**Assigned task**: Of the entries below, copy only those lines that contain the word "ViewMessage".

**Data provided**:
//! Live-stream control bar: play, refresh and full-screen only

use super::adapt_padding;
use crate::controller::{ControlComponent, ControlWrapper, VisibilityAnimation};
use crate::player::{MediaPlayerControl, PlayState, PlayerState};
use crate::window::ViewHandle;

pub struct LiveControlView {
    view: ViewHandle,
    wrapper: Option<ControlWrapper>,
    visible: bool,
    play_selected: bool,
    full_screen_selected: bool,
    padding: (u32, u32),
}

impl LiveControlView {
    pub fn new(view: ViewHandle) -> Self {
        Self {
            view,
            wrapper: None,
            visible: false,
            play_selected: false,
            full_screen_selected: false,
            padding: (0, 0),
        }
    }

    pub fn toggle_play(&mut self) {
        if let Some(wrapper) = self.wrapper.as_mut() {
            wrapper.toggle_play();
        }
    }

    pub fn toggle_full_screen(&mut self) {
        if let Some(wrapper) = self.wrapper.as_mut() {
            wrapper.toggle_full_screen_with_rotation();
        }
    }

    /// Reconnect to the stream
    pub fn refresh(&mut self) {
        if let Some(wrapper) = self.wrapper.as_mut() {
            wrapper.replay(true);
        }
    }

    pub fn is_visible(&self) -> bool {
        self.visible
    }

    pub fn is_play_selected(&self) -> bool {
        self.play_selected
    }

    pub fn is_full_screen_selected(&self) -> bool {
        self.full_screen_selected
    }

    pub fn padding(&self) -> (u32, u32) {
        self.padding
    }
}

impl ControlComponent for LiveControlView {
    fn attach(&mut self, wrapper: ControlWrapper) {
        self.wrapper = Some(wrapper);
    }

    fn view(&self) -> Option<ViewHandle> {
        Some(self.view)
    }

    fn on_play_state_changed(&mut self, state: PlayState) {
        match state {
            PlayState::Idle
            | PlayState::StartAbort
            | PlayState::Preparing
            | PlayState::Prepared
            | PlayState::Error
            | PlayState::PlaybackCompleted => self.visible = false,
            PlayState::Playing => self.play_selected = true,
            PlayState::Paused => self.play_selected = false,
            PlayState::Buffering | PlayState::Buffered => {
                self.play_selected = self.wrapper.as_ref().is_some_and(|w| w.is_playing());
            }
        }
    }

    fn on_player_state_changed(&mut self, state: PlayerState) {
        match state {
            PlayerState::Normal => self.full_screen_selected = false,
            PlayerState::FullScreen => self.full_screen_selected = true,
            PlayerState::TinyScreen => {}
        }
        if let Some(wrapper) = self.wrapper.as_ref() {
            adapt_padding(wrapper, &mut self.padding);
        }
    }

    fn on_visibility_changed(&mut self, visible: bool, _animation: Option<VisibilityAnimation>) {
        self.visible = visible;
    }

    fn on_lock_state_changed(&mut self, locked: bool) {
        self.on_visibility_changed(!locked, None);
    }
}

#[cfg(test)]
mod tests {
    use super::*;
    use crate::player::{PlayerCommand, ViewMessage};
    use crate::testing::WrapperProbe;

    #[test]
    fn test_live_bar() {
        let probe = WrapperProbe::new();
        let mut view = LiveControlView::new(ViewHandle(5));
        view.attach(probe.wrapper.clone());

        view.on_visibility_changed(true, None);
        view.on_play_state_changed(PlayState::Playing);
        assert!(view.is_visible());
        assert!(view.is_play_selected());

        view.on_play_state_changed(PlayState::Buffering);
        assert!(!view.is_play_selected());

        view.refresh();
        view.toggle_play();
        assert_eq!(
            probe.drain(),
            vec![
                ViewMessage::Player(PlayerCommand::Replay { reset_position: true }),
                ViewMessage::Player(PlayerCommand::Start),
            ]
        );

        view.on_lock_state_changed(true);
        assert!(!view.is_visible());
    }
}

**Task response**:
    use crate::player::{PlayerCommand, ViewMessage};
                ViewMessage::Player(PlayerCommand::Replay { reset_position: true }),
                ViewMessage::Player(PlayerCommand::Start),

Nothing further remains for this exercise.